REQUIRED ACTION = Copy exactly the lines of the data below that run from the line holding "overrides from the environment" through the line holding "let mut builder = Self::builder();", both ends included.

EXCERPTED DATA =
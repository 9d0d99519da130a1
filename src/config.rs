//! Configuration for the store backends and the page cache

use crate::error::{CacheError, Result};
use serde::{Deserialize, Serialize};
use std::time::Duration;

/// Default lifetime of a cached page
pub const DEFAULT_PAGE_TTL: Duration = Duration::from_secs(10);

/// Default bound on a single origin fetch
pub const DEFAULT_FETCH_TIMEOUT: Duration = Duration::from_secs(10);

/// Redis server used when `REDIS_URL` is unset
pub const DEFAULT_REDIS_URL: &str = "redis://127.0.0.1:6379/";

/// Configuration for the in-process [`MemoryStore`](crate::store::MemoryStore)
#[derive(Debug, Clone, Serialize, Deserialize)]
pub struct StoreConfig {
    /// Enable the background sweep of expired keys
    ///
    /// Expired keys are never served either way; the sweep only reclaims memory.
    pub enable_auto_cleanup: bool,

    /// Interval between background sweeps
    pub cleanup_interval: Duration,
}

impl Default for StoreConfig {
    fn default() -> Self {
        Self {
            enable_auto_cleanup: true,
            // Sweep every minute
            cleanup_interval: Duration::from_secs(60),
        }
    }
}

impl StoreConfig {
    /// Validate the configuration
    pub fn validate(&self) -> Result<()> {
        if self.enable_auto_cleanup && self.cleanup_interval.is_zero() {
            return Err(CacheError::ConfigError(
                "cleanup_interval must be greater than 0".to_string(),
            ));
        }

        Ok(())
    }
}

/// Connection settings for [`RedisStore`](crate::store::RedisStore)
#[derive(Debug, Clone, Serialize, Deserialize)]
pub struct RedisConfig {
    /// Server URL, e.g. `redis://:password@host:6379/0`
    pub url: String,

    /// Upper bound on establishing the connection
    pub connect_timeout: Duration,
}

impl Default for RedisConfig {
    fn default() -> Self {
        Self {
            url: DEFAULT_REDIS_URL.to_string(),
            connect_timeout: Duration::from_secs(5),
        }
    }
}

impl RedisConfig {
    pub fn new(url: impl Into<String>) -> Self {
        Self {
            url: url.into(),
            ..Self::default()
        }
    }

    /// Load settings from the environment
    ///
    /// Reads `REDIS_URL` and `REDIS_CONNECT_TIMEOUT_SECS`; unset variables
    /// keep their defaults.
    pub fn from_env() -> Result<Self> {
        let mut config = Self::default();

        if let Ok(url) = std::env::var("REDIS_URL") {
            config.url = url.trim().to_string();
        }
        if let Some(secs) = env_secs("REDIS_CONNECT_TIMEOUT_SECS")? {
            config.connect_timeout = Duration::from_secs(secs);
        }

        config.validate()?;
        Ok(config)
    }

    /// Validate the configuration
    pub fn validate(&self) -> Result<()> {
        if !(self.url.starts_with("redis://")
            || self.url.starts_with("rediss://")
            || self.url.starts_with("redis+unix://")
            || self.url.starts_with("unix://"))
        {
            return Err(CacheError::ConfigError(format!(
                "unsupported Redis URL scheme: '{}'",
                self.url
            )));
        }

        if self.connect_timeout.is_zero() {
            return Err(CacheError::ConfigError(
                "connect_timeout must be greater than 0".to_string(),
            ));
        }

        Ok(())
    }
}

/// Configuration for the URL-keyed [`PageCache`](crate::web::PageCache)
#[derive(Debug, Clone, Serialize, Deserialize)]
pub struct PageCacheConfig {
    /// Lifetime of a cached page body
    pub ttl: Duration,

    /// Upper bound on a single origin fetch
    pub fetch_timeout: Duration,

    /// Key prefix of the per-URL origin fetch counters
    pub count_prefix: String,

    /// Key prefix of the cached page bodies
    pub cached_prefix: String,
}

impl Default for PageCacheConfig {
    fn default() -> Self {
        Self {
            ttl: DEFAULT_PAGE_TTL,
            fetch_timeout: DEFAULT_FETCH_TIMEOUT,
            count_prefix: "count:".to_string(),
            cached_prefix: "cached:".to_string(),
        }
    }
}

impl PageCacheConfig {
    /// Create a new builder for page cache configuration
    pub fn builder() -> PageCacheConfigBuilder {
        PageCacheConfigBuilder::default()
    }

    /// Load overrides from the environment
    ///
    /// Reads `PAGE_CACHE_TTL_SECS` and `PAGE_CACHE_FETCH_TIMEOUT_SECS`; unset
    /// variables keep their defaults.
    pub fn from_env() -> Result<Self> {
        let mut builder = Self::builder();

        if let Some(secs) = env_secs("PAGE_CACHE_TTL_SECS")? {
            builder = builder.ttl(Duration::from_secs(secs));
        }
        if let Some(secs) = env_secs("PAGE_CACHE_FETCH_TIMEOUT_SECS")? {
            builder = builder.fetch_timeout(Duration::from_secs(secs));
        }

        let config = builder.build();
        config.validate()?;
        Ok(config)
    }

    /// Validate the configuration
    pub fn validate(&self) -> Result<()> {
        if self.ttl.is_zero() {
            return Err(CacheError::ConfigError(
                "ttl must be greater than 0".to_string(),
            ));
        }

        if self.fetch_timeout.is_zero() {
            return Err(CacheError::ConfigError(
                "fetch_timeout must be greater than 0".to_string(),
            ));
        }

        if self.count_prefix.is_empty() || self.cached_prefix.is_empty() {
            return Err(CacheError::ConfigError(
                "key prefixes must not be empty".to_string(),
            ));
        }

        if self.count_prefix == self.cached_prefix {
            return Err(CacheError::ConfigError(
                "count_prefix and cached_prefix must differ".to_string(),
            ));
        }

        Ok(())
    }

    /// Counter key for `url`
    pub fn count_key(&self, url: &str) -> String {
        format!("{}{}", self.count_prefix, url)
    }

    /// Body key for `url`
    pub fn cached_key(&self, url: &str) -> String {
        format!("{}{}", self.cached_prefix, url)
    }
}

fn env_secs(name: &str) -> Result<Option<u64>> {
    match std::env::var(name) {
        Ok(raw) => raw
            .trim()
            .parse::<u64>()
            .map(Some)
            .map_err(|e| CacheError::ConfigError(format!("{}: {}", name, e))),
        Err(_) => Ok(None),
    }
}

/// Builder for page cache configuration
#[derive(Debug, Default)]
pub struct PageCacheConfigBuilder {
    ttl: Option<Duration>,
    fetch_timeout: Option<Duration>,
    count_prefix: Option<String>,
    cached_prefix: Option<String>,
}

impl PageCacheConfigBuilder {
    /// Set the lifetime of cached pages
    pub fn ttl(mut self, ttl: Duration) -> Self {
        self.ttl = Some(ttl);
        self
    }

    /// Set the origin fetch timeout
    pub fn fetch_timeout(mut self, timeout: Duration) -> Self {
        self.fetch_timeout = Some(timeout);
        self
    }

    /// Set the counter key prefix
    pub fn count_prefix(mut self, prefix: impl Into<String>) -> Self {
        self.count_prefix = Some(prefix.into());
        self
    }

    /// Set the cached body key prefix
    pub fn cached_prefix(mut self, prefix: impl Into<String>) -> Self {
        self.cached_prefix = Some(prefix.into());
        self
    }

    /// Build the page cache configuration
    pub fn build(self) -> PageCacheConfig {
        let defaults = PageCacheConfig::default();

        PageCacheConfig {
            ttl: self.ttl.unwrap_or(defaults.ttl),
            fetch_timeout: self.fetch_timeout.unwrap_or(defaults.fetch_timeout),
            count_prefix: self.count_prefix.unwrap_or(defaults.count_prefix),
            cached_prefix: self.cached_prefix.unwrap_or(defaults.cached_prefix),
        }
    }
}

ANSWER TO THIS EXERCISE =
    /// Load overrides from the environment
    ///
    /// Reads `PAGE_CACHE_TTL_SECS` and `PAGE_CACHE_FETCH_TIMEOUT_SECS`; unset
    /// variables keep their defaults.
    pub fn from_env() -> Result<Self> {
        let mut builder = Self::builder();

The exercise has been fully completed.